Start of Source data
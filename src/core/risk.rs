// src/core/risk.rs
use crate::config::RiskLimits;
use rust_decimal::Decimal;

/// Why a child order was refused.
#[derive(Debug, Clone, Copy, PartialEq, Eq)]
pub enum RiskRejection {
    TradeSizeExceeded,
    PositionSizeExceeded,
    InsufficientHeadroom,
}

/// Stateless pre-trade checks against [`RiskLimits`].
#[derive(Debug, Clone)]
pub struct RiskPolicy {
    limits: RiskLimits,
}

impl RiskPolicy {
    pub fn new(limits: RiskLimits) -> Self {
        Self { limits }
    }

    /// Checks applied to every order, simulated or live.
    pub fn check(
        &self,
        _symbol: &str,
        quantity: Decimal,
        price: Decimal,
    ) -> Result<(), RiskRejection> {
        if quantity * price > self.limits.max_trade_size {
            return Err(RiskRejection::TradeSizeExceeded);
        }
        if quantity > self.limits.max_position_size {
            return Err(RiskRejection::PositionSizeExceeded);
        }
        Ok(())
    }

    /// [`check`](Self::check) plus the cash headroom rule
    /// `notional <= cash * (1 + max_daily_loss)`. Only the live driver uses it.
    pub fn check_live(
        &self,
        symbol: &str,
        quantity: Decimal,
        price: Decimal,
        cash: Decimal,
    ) -> Result<(), RiskRejection> {
        self.check(symbol, quantity, price)?;
        if quantity * price > cash * (Decimal::ONE + self.limits.max_daily_loss) {
            return Err(RiskRejection::InsufficientHeadroom);
        }
        Ok(())
    }
}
End of Source data
## Work to complete
The material above should be returned exactly, in full.

## Task output
filename src/core/risk.rs
// src/core/risk.rs
use crate::config::RiskLimits;
use rust_decimal::Decimal;

/// Why a child order was refused.
#[derive(Debug, Clone, Copy, PartialEq, Eq)]
pub enum RiskRejection {
    TradeSizeExceeded,
    PositionSizeExceeded,
    InsufficientHeadroom,
}

/// Stateless pre-trade checks against [`RiskLimits`].
#[derive(Debug, Clone)]
pub struct RiskPolicy {
    limits: RiskLimits,
}

impl RiskPolicy {
    pub fn new(limits: RiskLimits) -> Self {
        Self { limits }
    }

    /// Checks applied to every order, simulated or live.
    pub fn check(
        &self,
        _symbol: &str,
        quantity: Decimal,
        price: Decimal,
    ) -> Result<(), RiskRejection> {
        if quantity * price > self.limits.max_trade_size {
            return Err(RiskRejection::TradeSizeExceeded);
        }
        if quantity > self.limits.max_position_size {
            return Err(RiskRejection::PositionSizeExceeded);
        }
        Ok(())
    }

    /// [`check`](Self::check) plus the cash headroom rule
    /// `notional <= cash * (1 + max_daily_loss)`. Only the live driver uses it.
    pub fn check_live(
        &self,
        symbol: &str,
        quantity: Decimal,
        price: Decimal,
        cash: Decimal,
    ) -> Result<(), RiskRejection> {
        self.check(symbol, quantity, price)?;
        if quantity * price > cash * (Decimal::ONE + self.limits.max_daily_loss) {
            return Err(RiskRejection::InsufficientHeadroom);
        }
        Ok(())
    }
}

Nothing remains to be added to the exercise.